Wal-Mart Shares Slip Toward 52-Week Low

Whether it is due to disputes with workers or slow store traffic, shares of Wal-Mart Stores Inc. (NYSE: WMT) have crept toward their 52-week low. The move is unusually dispiriting for shareholders in a market that continues to make new highs.

Wal-Mart’s shares recently sold at $72, against a 52-week high of $90.97. In fact, the current price is close to the stock’s two-year low as well.

Among the reasons for the drop is that Wal-Mart has saturated its markets, both brick-and-mortar and online. Smaller retailers such as Target Corp. (NYSE: TGT) and Costco Wholesale Corp. (NASDAQ: COST) have priced their goods and services low enough to pull market share away from the country’s largest retailer. Online, Walmart has barely made a dent in Amazon.com Inc.’s (NASDAQ: AMZN) dominant position.

The numbers support the concern, but they also show what new CEO Doug McMillon faces and why he may fail to turn the company around. Revenue in the most recent quarter fell 0.1% to $114 billion. Consolidated net income fell by 7% to $3.3 billion. Same-store sales did inch up in the United States by 1%, but the market was not impressed.

It is impossible to believe that Amazon’s sales could even match Wal-Mart’s in the United States, which was $70.3 billion.
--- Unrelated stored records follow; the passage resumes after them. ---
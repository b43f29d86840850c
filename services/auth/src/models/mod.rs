//! Authentication service models

pub mod user;

// Re-export for convenience
pub use user::{NewUser, PublicUser, User, normalize_email};
//! Custom error types for the common library
//!
//! This module defines application-specific error types that can be used
//! throughout the application.

use sqlx::Error as SqlxError;
use thiserror::Error;

/// Custom error type for database operations
#[derive(Error, Debug)]
pub enum DatabaseError {
    /// Error occurred during database connection
    #[error("Database connection error: {0}")]
    Connection(#[source] SqlxError),

    /// Error occurred during database query execution
    #[error("Database query error: {0}")]
    Query(#[source] SqlxError),

    /// Error occurred during database migration
    #[error("Database migration error: {0}")]
    Migration(String),

    /// Configuration error
    #[error("Database configuration error: {0}")]
    Configuration(String),
}

impl From<SqlxError> for DatabaseError {
    fn from(e: SqlxError) -> Self {
        DatabaseError::Query(e)
    }
}

/// Type alias for Result with DatabaseError
pub type DatabaseResult<T> = Result<T, DatabaseError>;

/// Whether a query failed because of a unique constraint
pub fn is_unique_violation(e: &DatabaseError) -> bool {
    match e {
        DatabaseError::Query(SqlxError::Database(db)) => db.is_unique_violation(),
        _ => false,
    }
}
//! Authentication service routes, mounted at `/api/auth`

use axum::{
    Json, Router,
    extract::State,
    http::StatusCode,
    response::IntoResponse,
    routing::post,
};
use axum_extra::extract::cookie::CookieJar;
use serde::{Deserialize, Serialize};
use tracing::{error, info, warn};

use crate::{
    cookies::REFRESH_COOKIE,
    error::{AuthError, AuthResult},
    models::{NewUser, PublicUser, User, normalize_email},
    state::AuthState,
    validation::{validate_email, validate_name, validate_password},
};

/// Request for user registration
#[derive(Debug, Default, Deserialize)]
pub struct RegisterRequest {
    pub name: Option<String>,
    pub email: Option<String>,
    pub password: Option<String>,
}

/// Request for user login
#[derive(Debug, Default, Deserialize)]
pub struct LoginRequest {
    pub email: Option<String>,
    pub password: Option<String>,
}

/// Response for register and login
#[derive(Debug, Serialize)]
#[serde(rename_all = "camelCase")]
pub struct SessionResponse {
    pub message: String,
    pub access_token: String,
    pub user: PublicUser,
}

/// Response for token refresh
#[derive(Debug, Serialize)]
#[serde(rename_all = "camelCase")]
pub struct RefreshResponse {
    pub access_token: String,
    pub user: PublicUser,
}

/// Create the router for the authentication endpoints
pub fn create_router(state: AuthState) -> Router {
    Router::new()
        .route("/register", post(register))
        .route("/login", post(login))
        .route("/logout", post(logout))
        .route("/refresh", post(refresh_token))
        .with_state(state)
}

fn non_blank(value: Option<String>) -> Option<String> {
    value
        .map(|v| v.trim().to_string())
        .filter(|v| !v.is_empty())
}

/// Issue an access token and attach a fresh refresh cookie
fn start_session(
    state: &AuthState,
    jar: CookieJar,
    user: &User,
) -> AuthResult<(CookieJar, String)> {
    let access_token = state
        .jwt_service
        .generate_access_token(user.id)
        .map_err(|e| {
            error!("Failed to generate access token: {}", e);
            AuthError::InternalServerError
        })?;

    let refresh_token = state
        .jwt_service
        .generate_refresh_token(user.id)
        .map_err(|e| {
            error!("Failed to generate refresh token: {}", e);
            AuthError::InternalServerError
        })?;

    let cookie = state
        .cookie_config
        .refresh_cookie(&refresh_token, state.jwt_service.refresh_token_expiry());

    Ok((jar.add(cookie), access_token))
}

/// User registration endpoint
pub async fn register(
    State(state): State<AuthState>,
    jar: CookieJar,
    Json(payload): Json<RegisterRequest>,
) -> AuthResult<impl IntoResponse> {
    let (Some(name), Some(email), Some(password)) = (
        non_blank(payload.name),
        non_blank(payload.email),
        non_blank(payload.password),
    ) else {
        return Err(AuthError::bad_request("All fields are required."));
    };

    let email = normalize_email(&email);
    validate_name(&name).map_err(AuthError::BadRequest)?;
    validate_email(&email).map_err(AuthError::BadRequest)?;
    validate_password(&password).map_err(AuthError::BadRequest)?;

    info!("Registration attempt for {}", email);

    if state.user_repository.find_by_email(&email).await?.is_some() {
        return Err(AuthError::bad_request("User already exists."));
    }

    let user = state
        .user_repository
        .create(&NewUser {
            name,
            email,
            password,
        })
        .await?;

    let (jar, access_token) = start_session(&state, jar, &user)?;

    info!("Registered user {}", user.id);

    Ok((
        StatusCode::CREATED,
        jar,
        Json(SessionResponse {
            message: "User registered successfully.".to_string(),
            access_token,
            user: PublicUser::from(&user),
        }),
    ))
}

/// User login endpoint
pub async fn login(
    State(state): State<AuthState>,
    jar: CookieJar,
    Json(payload): Json<LoginRequest>,
) -> AuthResult<impl IntoResponse> {
    let (Some(email), Some(password)) = (non_blank(payload.email), payload.password)
    else {
        return Err(AuthError::bad_request("Email and password are required."));
    };
    if password.is_empty() {
        return Err(AuthError::bad_request("Email and password are required."));
    }

    let email = normalize_email(&email);

    if !state.rate_limiter.is_allowed(&email).await {
        return Err(AuthError::TooManyRequests(
            "Too many login attempts. Please try again later.".to_string(),
        ));
    }

    let invalid = || AuthError::unauthorized("Invalid email or password.");

    let Some(user) = state.user_repository.find_by_email(&email).await? else {
        warn!("Login for unknown email {}", email);
        return Err(invalid());
    };

    // Registration stores the trimmed password
    if !state
        .user_repository
        .verify_password(&user, password.trim())?
    {
        warn!("Invalid password for user {}", user.id);
        return Err(invalid());
    }

    state.rate_limiter.reset(&email).await;

    let (jar, access_token) = start_session(&state, jar, &user)?;

    info!("User {} logged in", user.id);

    Ok((
        StatusCode::OK,
        jar,
        Json(SessionResponse {
            message: "Login successful.".to_string(),
            access_token,
            user: PublicUser::from(&user),
        }),
    ))
}

/// Logout endpoint: revoke the refresh token (if any) and clear the cookie
pub async fn logout(State(state): State<AuthState>, jar: CookieJar) -> impl IntoResponse {
    if let Some(cookie) = jar.get(REFRESH_COOKIE) {
        let token = cookie.value();
        if let Ok(claims) = state.jwt_service.validate_refresh_token(token) {
            if let Err(e) = state
                .jwt_service
                .revoke_token(&state.redis_pool, token, &claims)
                .await
            {
                warn!("Failed to revoke refresh token: {}", e);
            }
            info!("User {} logged out", claims.sub);
        }
    }

    let jar = jar.add(state.cookie_config.clear_refresh_cookie());

    (
        StatusCode::OK,
        jar,
        Json(serde_json::json!({"message": "Logged out successfully."})),
    )
}

/// Refresh token endpoint: trade the refresh cookie for a new access token
pub async fn refresh_token(
    State(state): State<AuthState>,
    jar: CookieJar,
) -> AuthResult<impl IntoResponse> {
    let token = jar
        .get(REFRESH_COOKIE)
        .map(|cookie| cookie.value().to_string())
        .filter(|token| !token.is_empty())
        .ok_or_else(|| AuthError::unauthorized("No refresh token provided."))?;

    let invalid = || AuthError::unauthorized("Invalid refresh token.");

    let claims = state
        .jwt_service
        .validate_refresh_token(&token)
        .map_err(|e| {
            warn!("Rejected refresh token: {}", e);
            invalid()
        })?;

    let revoked = state
        .jwt_service
        .is_token_revoked(&state.redis_pool, &token)
        .await
        .map_err(|e| {
            error!("Failed to check refresh token revocation: {}", e);
            AuthError::InternalServerError
        })?;

    if revoked {
        warn!("Revoked refresh token presented for user {}", claims.sub);
        return Err(invalid());
    }

    let user = state
        .user_repository
        .find_by_id(claims.sub)
        .await?
        .ok_or_else(|| AuthError::unauthorized("User not found."))?;

    let access_token = state
        .jwt_service
        .generate_access_token(user.id)
        .map_err(|e| {
            error!("Failed to generate access token: {}", e);
            AuthError::InternalServerError
        })?;

    Ok((
        StatusCode::OK,
        Json(RefreshResponse {
            access_token,
            user: PublicUser::from(&user),
        }),
    ))
}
Amazon’s revenue is growing at 20% per quarter, however, and reached $23.2 billion last quarter. That is impressive for a company that has virtually no physical stores. Amazon’s shares are not far from their all-time high.

The question has become not whether Wal-Mart can do better now, but whether it can do better in the next few years. If investor sentiment is a barometer of things to come, the answer is no. Sam Walton’s dream of creating the largest and most successful retailer in America is over.